In 1980, nine months after 52 American were taken hostage at the US embassy in Tehran, the columnist Jack Anderson revealed that Kharg Island was the primary target of a US invasion plan presented to then president Jimmy Carter. “Kharg Island is the site of the oil terminal through which 90 percent of Iran’s crude is pumped into tankers for export,” Anderson wrote. “Not long after the U.S. hostages were seized in Iran, contingency plans were developed for an assault on Kharg Island.”

After Carter was defeated the New York Times reported in a 1981 account of the hostage crisis that the Pentagon plans for military action against Iran, included a naval blockade, mining its harbors, and seizing of the huge oil depot on Kharg Island. “The closest Mr. Carter came to ordering such action,” he told the Times, “was on Nov. 20, 1979, 14 days after the seizure, when the Ayatollah was publicly threatening to put the hostages on trial for espionage.”
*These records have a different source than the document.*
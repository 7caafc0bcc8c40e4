//! Conversation messages as shown to the user.

use chrono::{DateTime, Utc};
use serde::{Deserialize, Serialize};
use uuid::Uuid;

/// Id of the greeting every session starts with.
pub const WELCOME_MESSAGE_ID: &str = "initial-ai-message";

/// Opaque message identifier.
#[derive(Debug, Clone, PartialEq, Eq, Hash, Serialize, Deserialize)]
#[serde(transparent)]
pub struct MessageId(String);

impl MessageId {
    fn with_prefix(prefix: &str) -> Self {
        Self(format!("{prefix}-{}", Uuid::new_v4()))
    }

    #[must_use]
    pub fn as_str(&self) -> &str {
        &self.0
    }
}

impl std::fmt::Display for MessageId {
    fn fmt(&self, f: &mut std::fmt::Formatter<'_>) -> std::fmt::Result {
        f.write_str(&self.0)
    }
}

/// Who authored a message.
#[derive(Debug, Clone, Copy, PartialEq, Eq, Serialize, Deserialize)]
#[serde(rename_all = "lowercase")]
pub enum Sender {
    User,
    Model,
}

/// One turn of the conversation.
#[derive(Debug, Clone, PartialEq, Eq, Serialize, Deserialize)]
pub struct Message {
    pub id: MessageId,
    pub text: String,
    pub sender: Sender,
    pub created_at: DateTime<Utc>,
}

impl Message {
    fn new(id: MessageId, text: String, sender: Sender) -> Self {
        Self {
            id,
            text,
            sender,
            created_at: Utc::now(),
        }
    }

    /// A turn typed by the user.
    pub fn user(text: impl Into<String>) -> Self {
        Self::new(MessageId::with_prefix("user"), text.into(), Sender::User)
    }

    /// A reply from the model.
    pub fn model(text: impl Into<String>) -> Self {
        Self::new(MessageId::with_prefix("ai"), text.into(), Sender::Model)
    }

    /// A model-role message reporting a failed turn.
    pub fn error(text: impl Into<String>) -> Self {
        Self::new(MessageId::with_prefix("error"), text.into(), Sender::Model)
    }

    /// The greeting shown before the first turn.
    pub fn welcome(text: impl Into<String>) -> Self {
        Self::new(
            MessageId(WELCOME_MESSAGE_ID.to_string()),
            text.into(),
            Sender::Model,
        )
    }
}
Carter’s successor, Ronald Reagan, whose campaign was believed by some Carter aides to have cut a secret deal with Iran’s leaders to prolong the hostage crisis and prevent their releaser in a pre-election “October surprise” that could have swayed the 1980 election, also left Kharg untouched during the 1908s Iran-Iraq war.
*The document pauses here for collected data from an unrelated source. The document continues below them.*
use std::{
    io::{BufRead, BufReader, Read, Write},
    net::{SocketAddr, TcpStream},
    thread,
    time::Duration,
};

use petrel::{
    Response, RouteController, Server, ServerHandle, StatusCode, WorkerQueue,
};

fn start(routes: RouteController) -> (SocketAddr, ServerHandle, thread::JoinHandle<()>) {
    let server = Server::builder()
        .default_host(routes)
        .queue_limit(WorkerQueue::Request, 16)
        .thread_stop_timeout(Duration::from_millis(200))
        .bind("127.0.0.1:0")
        .expect("bind");
    let addr = server.local_addr().expect("local addr");
    let handle = server.handle();
    let join = thread::spawn(move || server.serve().expect("serve"));
    (addr, handle, join)
}

fn connect(addr: SocketAddr) -> TcpStream {
    let stream = TcpStream::connect(addr).expect("connect");
    stream
        .set_read_timeout(Some(Duration::from_secs(5)))
        .expect("read timeout");
    stream
}

/// Reads one response: the head up to the blank line plus a
/// content-length framed body.
fn read_response(reader: &mut BufReader<TcpStream>) -> (String, Vec<u8>) {
    let mut head = String::new();
    loop {
        let mut line = String::new();
        let read = reader.read_line(&mut line).expect("read head line");
        if read == 0 || line == "\r\n" {
            break;
        }
        head.push_str(&line);
    }
    let len: usize = head
        .lines()
        .find_map(|line| line.strip_prefix("content-length: "))
        .map(|value| value.trim().parse().expect("content length"))
        .unwrap_or(0);
    let mut body = vec![0_u8; len];
    reader.read_exact(&mut body).expect("read body");
    (head, body)
}

#[test]
fn echoes_a_chunked_request_body() {
    let routes = RouteController::new()
        .post("/echo", |req: &mut petrel::Request<'_>| {
            let body = req.body().bytes().map_err(petrel::HandlerFailure::internal)?;
            Ok(Response::text(
                StatusCode::OK,
                String::from_utf8_lossy(&body).into_owned(),
            ))
        })
        .unwrap();
    let (addr, handle, join) = start(routes);

    let mut stream = connect(addr);
    stream
        .write_all(
            b"POST /echo HTTP/1.1\r\nHost: h\r\nTransfer-Encoding: chunked\r\nConnection: close\r\n\r\n\
              5\r\nhello\r\n0\r\n\r\n",
        )
        .unwrap();

    let mut reader = BufReader::new(stream);
    let (head, body) = read_response(&mut reader);
    assert!(head.starts_with("HTTP/1.1 200 OK\r\n"), "head: {head}");
    assert!(head.contains("content-length: 5\r\n"));
    assert_eq!(body, b"hello");

    handle.stop();
    join.join().unwrap();
}

#[test]
fn keep_alive_serves_sequential_requests_on_one_connection() {
    let routes = RouteController::new()
        .get("/count", |_req: &mut petrel::Request<'_>| {
            Ok(Response::text(StatusCode::OK, "ok"))
        })
        .unwrap();
    let (addr, handle, join) = start(routes);

    let stream = connect(addr);
    let mut writer = stream.try_clone().unwrap();
    let mut reader = BufReader::new(stream);

    for _ in 0..3 {
        writer
            .write_all(b"GET /count HTTP/1.1\r\nHost: h\r\n\r\n")
            .unwrap();
        let (head, body) = read_response(&mut reader);
        assert!(head.starts_with("HTTP/1.1 200 OK\r\n"));
        assert!(!head.contains("connection: close"));
        assert_eq!(body, b"ok");
    }

    drop(writer);
    drop(reader);
    handle.stop();
    join.join().unwrap();
}

#[test]
fn typed_route_captures_reach_the_handler() {
    let routes = RouteController::new()
        .get("/users/:id<UInt>", |req: &mut petrel::Request<'_>| {
            let id = req.identities().uint("id").expect("typed id");
            Ok(Response::text(StatusCode::OK, format!("user {id}")))
        })
        .unwrap();
    let (addr, handle, join) = start(routes);

    let mut stream = connect(addr);
    stream
        .write_all(b"GET /users/42 HTTP/1.1\r\nHost: h\r\nConnection: close\r\n\r\n")
        .unwrap();
    let (head, body) = read_response(&mut BufReader::new(stream));
    assert!(head.starts_with("HTTP/1.1 200 OK\r\n"));
    assert_eq!(body, b"user 42");

    // A failing transform is a non-match, which falls through to 404.
    let mut stream = connect(addr);
    stream
        .write_all(b"GET /users/abc HTTP/1.1\r\nHost: h\r\nConnection: close\r\n\r\n")
        .unwrap();
    let (head, _) = read_response(&mut BufReader::new(stream));
    assert!(head.starts_with("HTTP/1.1 404 Not Found\r\n"), "head: {head}");

    handle.stop();
    join.join().unwrap();
}

#[test]
fn urlencoded_forms_merge_into_query_items() {
    let routes = RouteController::new()
        .post("/form", |req: &mut petrel::Request<'_>| {
            let msg = req.query().get("msg").unwrap_or("missing").to_owned();
            let from_url = req.query().get("src").unwrap_or("missing").to_owned();
            Ok(Response::text(StatusCode::OK, format!("{from_url}:{msg}")))
        })
        .unwrap();
    let (addr, handle, join) = start(routes);

    let form = "msg=hello+world";
    let request = format!(
        "POST /form?src=url HTTP/1.1\r\nHost: h\r\nConnection: close\r\n\
         Content-Type: application/x-www-form-urlencoded\r\nContent-Length: {}\r\n\r\n{form}",
        form.len(),
    );
    let mut stream = connect(addr);
    stream.write_all(request.as_bytes()).unwrap();

    let (head, body) = read_response(&mut BufReader::new(stream));
    assert!(head.starts_with("HTTP/1.1 200 OK\r\n"));
    assert_eq!(body, b"url:hello world");

    handle.stop();
    join.join().unwrap();
}

#[test]
fn wrong_methods_get_405_with_allow() {
    let routes = RouteController::new()
        .get("/thing", |_req: &mut petrel::Request<'_>| {
            Ok(Response::text(StatusCode::OK, "ok"))
        })
        .unwrap();
    let (addr, handle, join) = start(routes);

    let mut stream = connect(addr);
    stream
        .write_all(b"POST /thing HTTP/1.1\r\nHost: h\r\nConnection: close\r\n\r\n")
        .unwrap();
    let (head, _) = read_response(&mut BufReader::new(stream));
    assert!(head.starts_with("HTTP/1.1 405 Method Not Allowed\r\n"));
    assert!(head.contains("allow: GET\r\n"));

    handle.stop();
    join.join().unwrap();
}

const MASK: [u8; 4] = [0xaa, 0xbb, 0xcc, 0xdd];

fn masked_frame(opcode: u8, payload: &[u8]) -> Vec<u8> {
    assert!(payload.len() < 126);
    let mut frame = vec![0x80 | opcode, 0x80 | payload.len() as u8];
    frame.extend_from_slice(&MASK);
    frame.extend(
        payload
            .iter()
            .enumerate()
            .map(|(index, byte)| byte ^ MASK[index % 4]),
    );
    frame
}

#[test]
fn websocket_echo_and_transparent_pings() {
    use petrel::websocket::{self, Event, Sender};

    let routes = RouteController::new()
        .get("/ws", |req: &mut petrel::Request<'_>| {
            websocket::upgrade(req, |event: Event, sender: &mut Sender<'_>| {
                if let Event::Text(text) = &event {
                    sender.send_text(text)?;
                }
                Ok(())
            })
        })
        .unwrap();
    let (addr, handle, join) = start(routes);

    let mut stream = connect(addr);
    stream
        .write_all(
            b"GET /ws HTTP/1.1\r\nHost: h\r\nUpgrade: websocket\r\nConnection: Upgrade\r\n\
              Sec-WebSocket-Key: dGhlIHNhbXBsZSBub25jZQ==\r\nSec-WebSocket-Version: 13\r\n\r\n",
        )
        .unwrap();

    let mut reader = BufReader::new(stream.try_clone().unwrap());
    let (head, _) = read_response(&mut reader);
    assert!(head.starts_with("HTTP/1.1 101 Switching Protocols\r\n"), "head: {head}");
    assert!(head.contains("sec-websocket-accept: s3pPLMBiTxaQ9kYGzzhZRbK+xOo=\r\n"));

    // Masked text "ping" comes back as an unmasked text frame.
    stream.write_all(&masked_frame(0x1, b"ping")).unwrap();
    let mut echo = [0_u8; 6];
    reader.read_exact(&mut echo).unwrap();
    assert_eq!(&echo, &[0x81, 0x04, b'p', b'i', b'n', b'g']);

    // Pings are answered with the same payload and never reach the handler.
    stream.write_all(&masked_frame(0x9, &[0x01])).unwrap();
    let mut pong = [0_u8; 3];
    reader.read_exact(&mut pong).unwrap();
    assert_eq!(&pong, &[0x8a, 0x01, 0x01]);

    // Close handshake.
    stream
        .write_all(&masked_frame(0x8, &1000_u16.to_be_bytes()))
        .unwrap();
    let mut close = [0_u8; 4];
    reader.read_exact(&mut close).unwrap();
    assert_eq!(&close, &[0x88, 0x02, 0x03, 0xe8]);

    handle.stop();
    join.join().unwrap();
}

#[test]
fn stopping_the_server_ends_serve() {
    let routes = RouteController::new();
    let (addr, handle, join) = start(routes);

    // Make sure the listener is actually accepting before stopping.
    let mut stream = connect(addr);
    stream
        .write_all(b"GET / HTTP/1.1\r\nHost: h\r\nConnection: close\r\n\r\n")
        .unwrap();
    let (head, _) = read_response(&mut BufReader::new(stream));
    assert!(head.starts_with("HTTP/1.1 404"));

    handle.stop();
    join.join().unwrap();
    assert!(handle.is_stopped());
}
“Although Iraqi forces struck some ‌terminals ⁠and tankers during the eight-year war, Kharg remained largely operational and damage was typically repaired quickly, demonstrating that disabling it would require sustained, large-scale attacks,” JP Morgan said in a note reported by Reuters on Monday.

From his seat on Air Force One, which is ferrying him to his Florida beach club, Donald Trump just announced on social media that the US military has “executed one of the most powerful bombing raids in the History of the Middle East, and totally obliterated every MILITARY target in Iran’s crown jewel, Kharg Island.”

The five-mile-long coral island, located about 15 miles off the coast of mainland Iran in the northern Persian Gulf, had been previously untouched in US bombing, given its importance to Iran’s oil exports, 90% of which originate there.

Trump claimed that only military targets were struck, since, “for reasons of decency, I have chosen NOT to wipe out the Oil Infrastructure on the Island.”

“However, should Iran, or anyone else, do anything to interfere with the Free and Safe Passage of Ships through the Strait of Hormuz, I will immediately reconsider this decision,” he added.

Iran has effectively closed the strait, a vital channel out of the Persian Gulf for up to 20% of the world’s oil supply, by attacking commercial ships and laying mines.

Twice on Friday, vice-president JD Vance cited secrecy to dodge questions about claims by unnamed administration officials that he is “skeptical” about or even opposed to the war on Iran Donald Trump launched two weeks ago from an improvised situation room at his Florida beach club.

Trump himself told reporters on Monday at his Florida golf club that Vance “was, I’d say, philosophically a little different from me. I think he was maybe less enthusiastic about going, but he was still quite enthusiastic.”

After Politico reported early Friday that one official texted a reporter that Vance is “skeptical”, “worried about success” and “just opposes” the war on Iran, the vice-president was asked at an event in North Carolina about what he advised the president to do before the attack on Iran, and whether he still has the concerns he has expressed in the past about extended wars.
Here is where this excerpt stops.